-- Exercise prompt --
Scan the entries below for the word "PathBuf". Copy out every line in which it occurs.

Stored data entries
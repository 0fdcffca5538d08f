// bintree-rust/src/store/dir_store.rs

use std::collections::BTreeSet;
use std::fs;
use std::io::ErrorKind;
use std::path::{Path, PathBuf};

use log::debug;

use super::backend::StorageBackend;
use crate::error::{BinaryTreeError, Result};

/// A `StorageBackend` keeping one file per key inside a single directory.
#[derive(Debug, Clone)]
pub struct DirStore {
    root: PathBuf,
}

impl DirStore {
    pub fn new(root: impl Into<PathBuf>) -> Self {
        Self { root: root.into() }
    }

    pub fn root(&self) -> &Path {
        &self.root
    }

    // Keys are flat file names; anything that could escape the area is refused.
    fn path_for(&self, key: &str) -> Result<PathBuf> {
        if key.is_empty() || key == "." || key == ".." || key.contains(['/', '\\']) {
            return Err(BinaryTreeError::OperationFailure(format!("invalid storage key {:?}", key)));
        }
        Ok(self.root.join(key))
    }
}

impl StorageBackend for DirStore {
    fn area_exists(&self) -> Result<bool> {
        Ok(self.root.is_dir())
    }

    fn ensure_area(&mut self) -> Result<()> {
        if !self.root.is_dir() {
            debug!("Creating storage area {}.", self.root.display());
            fs::create_dir_all(&self.root)?;
        }
        Ok(())
    }

    fn exists(&self, key: &str) -> Result<bool> {
        Ok(self.path_for(key)?.is_file())
    }

    fn write(&mut self, key: &str, bytes: Vec<u8>) -> Result<()> {
        if !self.root.is_dir() {
            return Err(BinaryTreeError::StorageMissing);
        }
        fs::write(self.path_for(key)?, bytes)?;
        Ok(())
    }

    fn read(&self, key: &str) -> Result<Option<Vec<u8>>> {
        match fs::read(self.path_for(key)?) {
            Ok(bytes) => Ok(Some(bytes)),
            Err(e) if e.kind() == ErrorKind::NotFound => Ok(None),
            Err(e) => Err(e.into()),
        }
    }

    fn remove(&mut self, key: &str) -> Result<()> {
        match fs::remove_file(self.path_for(key)?) {
            Ok(()) => Ok(()),
            Err(e) if e.kind() == ErrorKind::NotFound => Err(BinaryTreeError::FileNotFound(key.to_string())),
            Err(e) => Err(e.into()),
        }
    }

    fn list_keys(&self) -> Result<BTreeSet<String>> {
        if !self.root.is_dir() {
            return Err(BinaryTreeError::StorageMissing);
        }
        let mut keys = BTreeSet::new();
        for entry in fs::read_dir(&self.root)? {
            let entry = entry?;
            if entry.file_type()?.is_file() {
                if let Some(name) = entry.file_name().to_str() {
                    keys.insert(name.to_string());
                }
            }
        }
        Ok(keys)
    }
}

#[cfg(test)]
mod tests {
    use super::*;

    #[test]
    fn area_is_created_on_demand() {
        let dir = tempfile::tempdir().unwrap();
        let mut store = DirStore::new(dir.path().join("storage"));
        assert!(!store.area_exists().unwrap());
        assert!(matches!(store.list_keys(), Err(BinaryTreeError::StorageMissing)));

        store.ensure_area().unwrap();
        store.write("tree.bt", b"abc".to_vec()).unwrap();
        assert_eq!(store.read("tree.bt").unwrap(), Some(b"abc".to_vec()));
        assert_eq!(store.list_keys().unwrap().into_iter().collect::<Vec<_>>(), vec!["tree.bt"]);

        store.remove("tree.bt").unwrap();
        assert_eq!(store.read("tree.bt").unwrap(), None);
        assert!(matches!(store.remove("tree.bt"), Err(BinaryTreeError::FileNotFound(_))));
    }

    #[test]
    fn keys_cannot_leave_the_area() {
        let dir = tempfile::tempdir().unwrap();
        let mut store = DirStore::new(dir.path());
        assert!(store.write("../escape.bt", vec![0]).is_err());
        assert!(store.read("a/b.bt").is_err());
    }
}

-- Answer space --
use std::path::{Path, PathBuf};
    root: PathBuf,
    pub fn new(root: impl Into<PathBuf>) -> Self {
    fn path_for(&self, key: &str) -> Result<PathBuf> {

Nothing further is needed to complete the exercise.